But you shouldn’t get your hopes too high for COVID-19 vaccines. Here are three reasons why.

Image source: Getty Images.

1. The probability of success isn’t as great as you might think

Many Americans assume that regulatory approval of a vaccine is right around the corner. President Donald Trump even publicly suggested that a “vaccine solution” for COVID-19 will be available “long before the end of the year.” But these assumptions could be off-base.

WHO’s list of COVID-19 vaccines includes only one U.S.-made candidate in phase 2 testing. Moderna (NASDAQ:MRNA) recently announced that its late-stage study of COVID-19 vaccine candidate mRNA-1273 would be delayed. The biotech still hopes to begin the trial in July, however. Meanwhile, AstraZeneca (NYSE:AZN) and its partner, the University of Oxford, are already recruiting for participants in a phase 3 study for their COVID-19 vaccine candidate.

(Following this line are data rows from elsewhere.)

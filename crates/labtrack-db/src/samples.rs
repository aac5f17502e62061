//! Sample repository implementation.

use std::collections::HashSet;

use async_trait::async_trait;
use chrono::{DateTime, Utc};
use sqlx::postgres::PgRow;
use sqlx::{Pool, Postgres, Row};
use tracing::debug;
use uuid::Uuid;

use labtrack_core::{Error, Result, Sample, SampleRepository};

use crate::errors::map_db_error;

const SAMPLE_COLUMNS: &str = "id, name, slug, parent_id, collected_at_utc, location_id, \
                              created_by, created_at_utc, updated_at_utc";

/// PostgreSQL implementation of SampleRepository.
#[derive(Clone)]
pub struct PgSampleRepository {
    pool: Pool<Postgres>,
}

impl PgSampleRepository {
    /// Create a new PgSampleRepository with the given connection pool.
    pub fn new(pool: Pool<Postgres>) -> Self {
        Self { pool }
    }
}

fn sample_from_row(row: &PgRow) -> Sample {
    Sample {
        id: row.get("id"),
        name: row.get("name"),
        slug: row.get("slug"),
        parent_id: row.get("parent_id"),
        collected_at: row.get("collected_at_utc"),
        location_id: row.get("location_id"),
        created_by: row.get("created_by"),
        created_at: row.get("created_at_utc"),
        updated_at: row.get("updated_at_utc"),
    }
}

#[async_trait]
impl SampleRepository for PgSampleRepository {
    async fn insert_sample(&self, sample: &Sample) -> Result<()> {
        sqlx::query(
            "INSERT INTO sample (id, name, slug, parent_id, collected_at_utc, location_id,
                                 created_by, created_at_utc, updated_at_utc)
             VALUES ($1, $2, $3, $4, $5, $6, $7, $8, $9)",
        )
        .bind(sample.id)
        .bind(&sample.name)
        .bind(&sample.slug)
        .bind(sample.parent_id)
        .bind(sample.collected_at)
        .bind(sample.location_id)
        .bind(&sample.created_by)
        .bind(sample.created_at)
        .bind(sample.updated_at)
        .execute(&self.pool)
        .await
        .map_err(map_db_error)?;
        Ok(())
    }

    async fn get_sample(&self, id: Uuid) -> Result<Option<Sample>> {
        let row = sqlx::query(&format!("SELECT {} FROM sample WHERE id = $1", SAMPLE_COLUMNS))
            .bind(id)
            .fetch_optional(&self.pool)
            .await
            .map_err(Error::Database)?;
        Ok(row.as_ref().map(sample_from_row))
    }

    async fn get_sample_by_slug(&self, slug: &str) -> Result<Option<Sample>> {
        let row = sqlx::query(&format!(
            "SELECT {} FROM sample WHERE slug = $1",
            SAMPLE_COLUMNS
        ))
        .bind(slug)
        .fetch_optional(&self.pool)
        .await
        .map_err(Error::Database)?;
        Ok(row.as_ref().map(sample_from_row))
    }

    async fn list_samples(&self, parent_id: Option<Uuid>) -> Result<Vec<Sample>> {
        let rows = sqlx::query(&format!(
            "SELECT {} FROM sample WHERE parent_id IS NOT DISTINCT FROM $1
             ORDER BY created_at_utc, slug",
            SAMPLE_COLUMNS
        ))
        .bind(parent_id)
        .fetch_all(&self.pool)
        .await
        .map_err(Error::Database)?;
        Ok(rows.iter().map(sample_from_row).collect())
    }

    async fn existing_sample_slugs(&self, slugs: &[String]) -> Result<HashSet<String>> {
        if slugs.is_empty() {
            return Ok(HashSet::new());
        }
        let taken: Vec<String> = sqlx::query_scalar("SELECT slug FROM sample WHERE slug = ANY($1)")
            .bind(slugs)
            .fetch_all(&self.pool)
            .await
            .map_err(Error::Database)?;
        debug!(
            subsystem = "database",
            component = "samples",
            op = "existing_slugs",
            probed = slugs.len(),
            taken = taken.len(),
            "Probed sample slugs"
        );
        Ok(taken.into_iter().collect())
    }

    async fn count_samples_with_slug(&self, slug: &str) -> Result<i64> {
        let count: i64 = sqlx::query_scalar("SELECT COUNT(*) FROM sample WHERE slug = $1")
            .bind(slug)
            .fetch_one(&self.pool)
            .await
            .map_err(Error::Database)?;
        Ok(count)
    }

    async fn update_sample_name(&self, id: Uuid, name: &str, at: DateTime<Utc>) -> Result<()> {
        let result =
            sqlx::query("UPDATE sample SET name = $2, updated_at_utc = $3 WHERE id = $1")
                .bind(id)
                .bind(name)
                .bind(at)
                .execute(&self.pool)
                .await
                .map_err(map_db_error)?;
        if result.rows_affected() == 0 {
            return Err(Error::NotFound(format!("sample {}", id)));
        }
        Ok(())
    }

    async fn delete_sample(&self, id: Uuid) -> Result<()> {
        let result = sqlx::query("DELETE FROM sample WHERE id = $1")
            .bind(id)
            .execute(&self.pool)
            .await
            .map_err(map_db_error)?;
        if result.rows_affected() == 0 {
            return Err(Error::NotFound(format!("sample {}", id)));
        }
        Ok(())
    }
}
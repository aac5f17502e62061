//! Measurement repository implementation.

use async_trait::async_trait;
use chrono::{DateTime, Utc};
use sqlx::postgres::PgRow;
use sqlx::{Pool, Postgres, Row};
use uuid::Uuid;

use labtrack_core::{Error, Measurement, MeasurementRepository, Result};

use crate::errors::map_db_error;

const MEASUREMENT_COLUMNS: &str =
    "id, sample_id, parameter_id, value, tags, created_by, created_at_utc, updated_at_utc";

/// PostgreSQL implementation of MeasurementRepository.
#[derive(Clone)]
pub struct PgMeasurementRepository {
    pool: Pool<Postgres>,
}

impl PgMeasurementRepository {
    /// Create a new PgMeasurementRepository with the given connection pool.
    pub fn new(pool: Pool<Postgres>) -> Self {
        Self { pool }
    }
}

fn measurement_from_row(row: &PgRow) -> Measurement {
    Measurement {
        id: row.get("id"),
        sample_id: row.get("sample_id"),
        parameter_id: row.get("parameter_id"),
        value: row.get("value"),
        tags: row.get("tags"),
        created_by: row.get("created_by"),
        created_at: row.get("created_at_utc"),
        updated_at: row.get("updated_at_utc"),
    }
}

#[async_trait]
impl MeasurementRepository for PgMeasurementRepository {
    async fn insert_measurement(&self, measurement: &Measurement) -> Result<()> {
        sqlx::query(
            "INSERT INTO measurement (id, sample_id, parameter_id, value, tags, created_by,
                                      created_at_utc, updated_at_utc)
             VALUES ($1, $2, $3, $4, $5, $6, $7, $8)",
        )
        .bind(measurement.id)
        .bind(measurement.sample_id)
        .bind(measurement.parameter_id)
        .bind(&measurement.value)
        .bind(&measurement.tags)
        .bind(&measurement.created_by)
        .bind(measurement.created_at)
        .bind(measurement.updated_at)
        .execute(&self.pool)
        .await
        .map_err(map_db_error)?;
        Ok(())
    }

    async fn get_measurement(&self, id: Uuid) -> Result<Option<Measurement>> {
        let row = sqlx::query(&format!(
            "SELECT {} FROM measurement WHERE id = $1",
            MEASUREMENT_COLUMNS
        ))
        .bind(id)
        .fetch_optional(&self.pool)
        .await
        .map_err(Error::Database)?;
        Ok(row.as_ref().map(measurement_from_row))
    }

    async fn list_measurements_for_sample(&self, sample_id: Uuid) -> Result<Vec<Measurement>> {
        let rows = sqlx::query(&format!(
            "SELECT {} FROM measurement WHERE sample_id = $1 ORDER BY created_at_utc, id",
            MEASUREMENT_COLUMNS
        ))
        .bind(sample_id)
        .fetch_all(&self.pool)
        .await
        .map_err(Error::Database)?;
        Ok(rows.iter().map(measurement_from_row).collect())
    }

    async fn update_measurement_tags(
        &self,
        id: Uuid,
        tags: &str,
        at: DateTime<Utc>,
    ) -> Result<()> {
        let result =
            sqlx::query("UPDATE measurement SET tags = $2, updated_at_utc = $3 WHERE id = $1")
                .bind(id)
                .bind(tags)
                .bind(at)
                .execute(&self.pool)
                .await
                .map_err(map_db_error)?;
        if result.rows_affected() == 0 {
            return Err(Error::NotFound(format!("measurement {}", id)));
        }
        Ok(())
    }

    async fn delete_measurement(&self, id: Uuid) -> Result<()> {
        let result = sqlx::query("DELETE FROM measurement WHERE id = $1")
            .bind(id)
            .execute(&self.pool)
            .await
            .map_err(Error::Database)?;
        if result.rows_affected() == 0 {
            return Err(Error::NotFound(format!("measurement {}", id)));
        }
        Ok(())
    }
}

The probability of these or other vaccines being successful isn’t as great as you might think. Only around 24% of vaccines in phase 2 clinical testing go on to win approval from the Food and Drug Administration, according to a historical analysis conducted by biopharmaceutical trade group BIO. That percentage jumps to 74% for vaccines in phase 3 testing. But that’s still a 1-in-4 chance of failure.

2. COVID-19 vaccines might not be as effective as you expect

Even if one or more COVID-19 vaccines win FDA approval, they might not be as effective as you’d expect. Why? The bar isn’t all that high when it comes to efficacy.

Last week, the FDA issued guidelines for its review and approval process for COVID-19 vaccine candidates. To be considered effective, a vaccine only has to “prevent disease or decrease its severity in at least 50% of people who are vaccinated.”

This threshold isn’t unusual for the first vaccines against a virus for which no vaccines currently exist. However, it also means that there’s a real possibility that among those who receive a COVID-19 vaccine, nearly half won’t be effectively immunized against the novel coronavirus.

3. Many Americans will refuse to get a COVID-19 vaccine

Michael Jordan once said, “You miss 100% of the shots you don’t take.” He was, of course, referring to basketball. However, the idea is also relevant to COVID-19 vaccines.

A survey conducted by the Associated Press-NORC Center for Public Affairs Research in May found that only 49% of Americans said that they planned to get vaccinated if a vaccine against the novel coronavirus becomes available. That number isn’t too surprising, considering that it’s roughly in line with the percentage of American adults who get the flu vaccine.

It’s possible that more Americans would want to be vaccinated against the novel coronavirus, though. Another 31% of the survey respondents stated that they weren’t sure about getting a COVID-19 vaccine. However, if the percentage of Americans who refuse to be immunized isn’t high enough, even an effective vaccine won’t be enough to prevent COVID-19 from spreading.

Still a big opportunity

The probabilities for approval, efficacy, and potential immunization rates don’t paint an encouraging picture. However, there’s still a chance that one or more COVID-19 vaccines that are highly effective will win regulatory approval and gain widespread public acceptance.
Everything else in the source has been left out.